[Data extracted from a collection]
____________________
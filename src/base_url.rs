//! The BaseURL cascade: computes the list of base URLs in effect at each node of the manifest.
//!
//! A node that declares no `BaseURL` element inherits the list of its parent. Declared BaseURLs
//! that are absolute are used as-is; relative ones are resolved against the first base URL of the
//! parent only, not against every parent base URL. The root of the cascade is the URL from which
//! the manifest was retrieved, when it is known.

use std::fmt;
use std::time::Duration;
use tracing::debug;
use crate::{BaseURL, DashMpdError};
use crate::manifest::{Manifest, Node};
use crate::uri::UriComponents;


/// How much earlier than their nominal availability time segments can be requested.
#[derive(Debug, Clone, Copy, Default, PartialEq)]
pub enum AvailabilityTimeOffset {
    #[default]
    Unset,
    /// An offset in seconds.
    Value(f64),
    /// All segments are available from MPD@availabilityStartTime onwards.
    AllAvailableAtStart,
}

impl AvailabilityTimeOffset {
    /// Interpret an `@availabilityTimeOffset` attribute, where NaN and INF mean that all segments
    /// are available at the start.
    pub fn from_attribute(value: Option<f64>) -> AvailabilityTimeOffset {
        match value {
            None => AvailabilityTimeOffset::Unset,
            Some(v) if v.is_nan() || v == f64::INFINITY => AvailabilityTimeOffset::AllAvailableAtStart,
            Some(v) if v.is_finite() => AvailabilityTimeOffset::Value(v),
            Some(_) => AvailabilityTimeOffset::Unset,
        }
    }

    pub fn to_attribute(self) -> Option<f64> {
        match self {
            AvailabilityTimeOffset::Unset => None,
            AvailabilityTimeOffset::Value(v) => Some(v),
            AvailabilityTimeOffset::AllAvailableAtStart => Some(f64::INFINITY),
        }
    }

    pub fn is_set(self) -> bool {
        !matches!(self, AvailabilityTimeOffset::Unset)
    }

    /// This offset if it is set, otherwise `other`.
    pub fn or(self, other: AvailabilityTimeOffset) -> AvailabilityTimeOffset {
        if self.is_set() { self } else { other }
    }

    /// The cumulative effect of offsets declared at different levels.
    pub fn combine(self, other: AvailabilityTimeOffset) -> AvailabilityTimeOffset {
        use AvailabilityTimeOffset::*;
        match (self, other) {
            (AllAvailableAtStart, _) | (_, AllAvailableAtStart) => AllAvailableAtStart,
            (Value(a), Value(b)) => Value(a + b),
            (Value(a), Unset) | (Unset, Value(a)) => Value(a),
            (Unset, Unset) => Unset,
        }
    }
}

impl BaseURL {
    pub fn availability_time_offset(&self) -> AvailabilityTimeOffset {
        AvailabilityTimeOffset::from_attribute(self.availabilityTimeOffset)
    }
}


/// A BaseURL after resolution against its ancestors, with its override attributes.
#[derive(Debug, Clone, PartialEq)]
pub struct ResolvedBaseURL {
    pub url: UriComponents,
    pub service_location: Option<String>,
    pub byte_range: Option<String>,
    pub availability_time_offset: AvailabilityTimeOffset,
    pub availability_time_complete: Option<bool>,
    pub time_shift_buffer_depth: Option<Duration>,
    pub range_access: Option<bool>,
}

impl ResolvedBaseURL {
    pub fn new(url: UriComponents) -> ResolvedBaseURL {
        ResolvedBaseURL {
            url,
            service_location: None,
            byte_range: None,
            availability_time_offset: AvailabilityTimeOffset::Unset,
            availability_time_complete: None,
            time_shift_buffer_depth: None,
            range_access: None,
        }
    }

    fn from_element(url: UriComponents, element: &BaseURL) -> ResolvedBaseURL {
        ResolvedBaseURL {
            url,
            service_location: element.serviceLocation.clone(),
            byte_range: element.byteRange.clone(),
            availability_time_offset: element.availability_time_offset(),
            availability_time_complete: element.availabilityTimeComplete,
            time_shift_buffer_depth: element.timeShiftBufferDepth,
            range_access: element.rangeAccess,
        }
    }

    // Timing overrides of the base a relative BaseURL was resolved against remain in effect.
    fn inherit(mut self, parent: &ResolvedBaseURL) -> ResolvedBaseURL {
        self.availability_time_offset = self.availability_time_offset.or(parent.availability_time_offset);
        self.availability_time_complete = self.availability_time_complete.or(parent.availability_time_complete);
        self.time_shift_buffer_depth = self.time_shift_buffer_depth.or(parent.time_shift_buffer_depth);
        self
    }

    /// Resolve a relative reference, such as a segment URL, against this base.
    pub fn join(&self, reference: &str) -> Result<UriComponents, DashMpdError> {
        self.url.join(reference)
    }
}

impl fmt::Display for ResolvedBaseURL {
    fn fmt(&self, f: &mut fmt::Formatter<'_>) -> fmt::Result {
        write!(f, "{}", self.url)
    }
}


/// Compute the base URLs of a node declaring `declared`, given the effective base URLs of its
/// parent.
pub fn resolve_base_urls(parent: &[ResolvedBaseURL], declared: &[BaseURL]) -> Result<Vec<ResolvedBaseURL>, DashMpdError> {
    if declared.is_empty() {
        return Ok(parent.to_vec());
    }
    declared.iter()
        .map(|bu| {
            let reference = UriComponents::parse(&bu.base)?;
            if reference.is_absolute() {
                return Ok(ResolvedBaseURL::from_element(reference, bu));
            }
            match parent.first() {
                Some(base) => {
                    let url = base.url.resolve(&reference);
                    Ok(ResolvedBaseURL::from_element(url, bu).inherit(base))
                },
                None => {
                    debug!(base = %bu.base, "no parent URL to resolve relative BaseURL against");
                    Ok(ResolvedBaseURL::from_element(reference, bu))
                },
            }
        })
        .collect()
}

impl Manifest {
    fn declared_base_urls(&self, node: Node) -> Result<&[BaseURL], DashMpdError> {
        let declared = match node {
            Node::Mpd => Some(self.mpd().base_url.as_slice()),
            Node::Period(p) => self.period(p).map(|p| p.BaseURL.as_slice()),
            Node::AdaptationSet(p, a) => self.adaptation_set(p, a).map(|a| a.BaseURL.as_slice()),
            Node::Representation(p, a, r) => self.representation(p, a, r).map(|r| r.BaseURL.as_slice()),
        };
        declared.ok_or_else(|| DashMpdError::Range(format!("no manifest element at {node:?}")))
    }

    /// The base URLs in effect at `node`, in declaration order.
    pub fn effective_base_urls(&self, node: Node) -> Result<Vec<ResolvedBaseURL>, DashMpdError> {
        let declared = self.declared_base_urls(node)?;
        let parent = match node.parent() {
            Some(parent) => self.effective_base_urls(parent)?,
            None => self.mpd_url()
                .map(|u| vec![ResolvedBaseURL::new(u.clone())])
                .unwrap_or_default(),
        };
        resolve_base_urls(&parent, declared)
    }
}
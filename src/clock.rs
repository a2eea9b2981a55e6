//! Synchronisation of the local clock with the time source of a live presentation.
//!
//! Availability times in a dynamic manifest are expressed on the clock of the packager, which the
//! manifest can advertise through `UTCTiming` elements. A [`ClockSynchronizer`] turns these
//! elements into an offset between the local clock and the reference clock. The offset is computed
//! the first time a [`Manifest`] needs it and cached until [`Manifest::invalidate_clock_offset`] is
//! called (typically after a manifest refresh).

use std::fmt;
use std::sync::OnceLock;
use chrono::{DateTime, TimeDelta, Utc};
use tracing::{debug, info, warn};
use crate::{UTCTiming, XsDatetime};
use crate::manifest::Manifest;


pub const UTC_DIRECT_SCHEME: &str = "urn:mpeg:dash:utc:direct:2014";

/// Computes how far the local clock is behind the reference clock described by `UTCTiming`
/// elements. A positive offset means that the reference clock is ahead.
pub trait ClockSynchronizer: fmt::Debug + Send + Sync {
    fn synchronise(&self, timing: &[UTCTiming]) -> TimeDelta;
}

/// Trusts the local clock.
#[derive(Debug, Default, Clone, Copy)]
pub struct SystemClock;

impl ClockSynchronizer for SystemClock {
    fn synchronise(&self, _timing: &[UTCTiming]) -> TimeDelta {
        TimeDelta::zero()
    }
}

/// Uses the time embedded in the manifest with the `urn:mpeg:dash:utc:direct:2014` scheme. Other
/// schemes need a network request and are ignored.
#[derive(Debug, Default, Clone, Copy)]
pub struct DirectClock;

fn parse_xs_datetime(value: &str) -> Option<XsDatetime> {
    DateTime::parse_from_rfc3339(value)
        .map(|dt| dt.with_timezone(&Utc))
        .ok()
        .or_else(|| {
            // xs:dateTime without a timezone is taken as UTC
            chrono::NaiveDateTime::parse_from_str(value, "%Y-%m-%dT%H:%M:%S%.f")
                .ok()
                .map(|naive| naive.and_utc())
        })
}

impl ClockSynchronizer for DirectClock {
    fn synchronise(&self, timing: &[UTCTiming]) -> TimeDelta {
        for t in timing {
            let scheme = t.schemeIdUri.as_deref().unwrap_or("");
            if scheme != UTC_DIRECT_SCHEME {
                debug!(scheme, "skipping unsupported UTCTiming scheme");
                continue;
            }
            let Some(value) = t.value.as_deref() else {
                warn!(scheme, "missing value for UTCTiming");
                continue;
            };
            match parse_xs_datetime(value.trim()) {
                Some(remote) => {
                    let offset = remote - Utc::now();
                    info!(offset_milliseconds = offset.num_milliseconds(), "clock synchronised to {remote}");
                    return offset;
                },
                None => warn!(value, "unable to parse direct UTCTiming value"),
            }
        }
        warn!("no usable UTCTiming element, using the local clock");
        TimeDelta::zero()
    }
}

impl Manifest {
    /// How far the local clock is behind the clock of the presentation.
    pub fn clock_offset(&self) -> TimeDelta {
        *self.clock_offset.get_or_init(|| {
            let offset = self.clock().synchronise(&self.mpd().UTCTiming);
            debug!(offset_milliseconds = offset.num_milliseconds(), "computed clock offset");
            offset
        })
    }

    /// Forget the cached clock offset, so that the next query synchronises again.
    pub fn invalidate_clock_offset(&mut self) {
        self.clock_offset = OnceLock::new();
    }

    /// The current time on the presentation's clock.
    pub fn now(&self) -> XsDatetime {
        self.system_time_to_presentation_time(Utc::now())
    }

    pub fn system_time_to_presentation_time(&self, t: XsDatetime) -> XsDatetime {
        t.checked_add_signed(self.clock_offset()).unwrap_or(t)
    }

    pub fn presentation_time_to_system_time(&self, t: XsDatetime) -> XsDatetime {
        t.checked_sub_signed(self.clock_offset()).unwrap_or(t)
    }
}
____________________
## Instructions to follow
Please copy only these lines, exactly: the first line of the records through the line containing "This offset if", ends included.

## Expected output
filename src/base_url.rs
//! The BaseURL cascade: computes the list of base URLs in effect at each node of the manifest.
//!
//! A node that declares no `BaseURL` element inherits the list of its parent. Declared BaseURLs
//! that are absolute are used as-is; relative ones are resolved against the first base URL of the
//! parent only, not against every parent base URL. The root of the cascade is the URL from which
//! the manifest was retrieved, when it is known.

use std::fmt;
use std::time::Duration;
use tracing::debug;
use crate::{BaseURL, DashMpdError};
use crate::manifest::{Manifest, Node};
use crate::uri::UriComponents;


/// How much earlier than their nominal availability time segments can be requested.
#[derive(Debug, Clone, Copy, Default, PartialEq)]
pub enum AvailabilityTimeOffset {
    #[default]
    Unset,
    /// An offset in seconds.
    Value(f64),
    /// All segments are available from MPD@availabilityStartTime onwards.
    AllAvailableAtStart,
}

impl AvailabilityTimeOffset {
    /// Interpret an `@availabilityTimeOffset` attribute, where NaN and INF mean that all segments
    /// are available at the start.
    pub fn from_attribute(value: Option<f64>) -> AvailabilityTimeOffset {
        match value {
            None => AvailabilityTimeOffset::Unset,
            Some(v) if v.is_nan() || v == f64::INFINITY => AvailabilityTimeOffset::AllAvailableAtStart,
            Some(v) if v.is_finite() => AvailabilityTimeOffset::Value(v),
            Some(_) => AvailabilityTimeOffset::Unset,
        }
    }

    pub fn to_attribute(self) -> Option<f64> {
        match self {
            AvailabilityTimeOffset::Unset => None,
            AvailabilityTimeOffset::Value(v) => Some(v),
            AvailabilityTimeOffset::AllAvailableAtStart => Some(f64::INFINITY),
        }
    }

    pub fn is_set(self) -> bool {
        !matches!(self, AvailabilityTimeOffset::Unset)
    }

    /// This offset if it is set, otherwise `other`.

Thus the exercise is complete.